> **TASK OBJECTIVE**
With the first line below as the start and the line containing "other non-200 status" as the end, copy every line between them exactly, ends included.
● ● ●
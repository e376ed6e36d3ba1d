/// Everything that can go wrong during one interaction.
///
/// None of these are fatal; the session reports the message and prompts again.
#[derive(Debug, Clone, PartialEq, thiserror::Error)]
pub enum GeoError {
    /// Input is neither an IPv4 nor an IPv6 literal
    #[error("invalid IP address. Please try again.")]
    InvalidAddress,
    /// Upstream answered with HTTP 429
    #[error("API error: too many requests. Please try again later.")]
    RateLimited,
    /// Upstream answered with any other non-200 status
    #[error("API error: HTTP {0}")]
    Http(u16),
    /// Upstream answered 200 but reported `status: fail`
    #[error("API error: {0}")]
    Api(String),
    /// Request did not complete within its timeout
    #[error("Network problem: request timed out. Check your internet connection.")]
    NetworkTimeout,
    /// Could not reach the upstream at all
    #[error("Network problem: could not connect to the API. Check your internet connection.")]
    NetworkConnection,
    /// Any other transport failure
    #[error("Network problem: {0}")]
    NetworkOther(String),
    /// Every echo service failed
    #[error("could not determine your IP. Please enter it manually.")]
    ExternalIpUnavailable,
}

/// Coarse grouping of [`GeoError`], used for counters and log fields.
#[derive(Debug, Clone, Copy, PartialEq, Eq, Hash)]
pub enum ErrorCategory {
    InvalidInput,
    RateLimited,
    Http,
    Api,
    Network,
    ExternalIp,
}

impl GeoError {
    /// Message used when a failed API response carries no `message` field.
    pub const GENERIC_API_MESSAGE: &'static str = "Unknown error";

    pub fn category(&self) -> ErrorCategory {
        match self {
            GeoError::InvalidAddress => ErrorCategory::InvalidInput,
            GeoError::RateLimited => ErrorCategory::RateLimited,
            GeoError::Http(_) => ErrorCategory::Http,
            GeoError::Api(_) => ErrorCategory::Api,
            GeoError::NetworkTimeout | GeoError::NetworkConnection | GeoError::NetworkOther(_) => {
                ErrorCategory::Network
            }
            GeoError::ExternalIpUnavailable => ErrorCategory::ExternalIp,
        }
    }

    /// Classify a reqwest failure into one of the three network buckets.
    pub fn from_transport(err: reqwest::Error) -> Self {
        if err.is_timeout() {
            GeoError::NetworkTimeout
        } else if err.is_connect() {
            GeoError::NetworkConnection
        } else {
            GeoError::NetworkOther(err.to_string())
        }
    }
}

impl From<reqwest::Error> for GeoError {
    fn from(err: reqwest::Error) -> Self {
        GeoError::from_transport(err)
    }
}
● ● ●
> **COMPLETED TASK**
repository e376ed6e36d3ba1d
/// Everything that can go wrong during one interaction.
///
/// None of these are fatal; the session reports the message and prompts again.
#[derive(Debug, Clone, PartialEq, thiserror::Error)]
pub enum GeoError {
    /// Input is neither an IPv4 nor an IPv6 literal
    #[error("invalid IP address. Please try again.")]
    InvalidAddress,
    /// Upstream answered with HTTP 429
    #[error("API error: too many requests. Please try again later.")]
    RateLimited,
    /// Upstream answered with any other non-200 status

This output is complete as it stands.